___ Data extracts ___

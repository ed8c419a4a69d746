//! bluecore - Entry Point
//!
//! | Command | Description |
//! |---------|-------------|
//! | `bluecore run` (default) | Start the module stack until Ctrl-C |
//! | `bluecore modules` | Print registered modules and their start order |
//! | `bluecore call --service S --method M` | One facade call against a fresh stack |

use anyhow::{Context, Result};
use bluecore::bootstrap::load_config;
use bluecore::commands;
use bluecore_infrastructure::logging::init_logging;
use clap::{Parser, Subcommand};
use serde_json::Value;
use std::path::PathBuf;

/// Command line interface for bluecore
#[derive(Parser, Debug)]
#[command(name = "bluecore")]
#[command(about = "bluecore - module lifecycle core with facade hosting")]
#[command(version)]
struct Cli {
    /// Path to configuration file
    #[arg(short, long)]
    config: Option<PathBuf>,

    #[command(subcommand)]
    command: Option<Command>,
}

#[derive(Subcommand, Debug)]
enum Command {
    /// Start every module and run until interrupted
    Run,
    /// Print the registered modules and their start order
    Modules,
    /// Call a facade method and print the reply
    Call {
        /// Fully qualified service name
        #[arg(long)]
        service: String,
        /// Method name
        #[arg(long)]
        method: String,
        /// JSON request payload
        #[arg(long, default_value = "{}")]
        request: String,
    },
}

#[tokio::main]
async fn main() -> Result<()> {
    let cli = Cli::parse();
    let config = load_config(cli.config.as_deref())?;
    init_logging(&config.logging)?;

    match cli.command.unwrap_or(Command::Run) {
        Command::Run => commands::run(&config).await,
        Command::Modules => print_json(&commands::plan(&config)?),
        Command::Call {
            service,
            method,
            request,
        } => {
            let request: Value =
                serde_json::from_str(&request).context("--request is not valid JSON")?;
            let reply = commands::call(&config, &service, &method, request).await?;
            print_json(&reply)
        }
    }
}

fn print_json(value: &Value) -> Result<()> {
    println!("{}", serde_json::to_string_pretty(value)?);
    Ok(())
}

___

**Problem:**
Provide the count of lines holding the word "logging" in these entries, and no other words.

**Response:**
2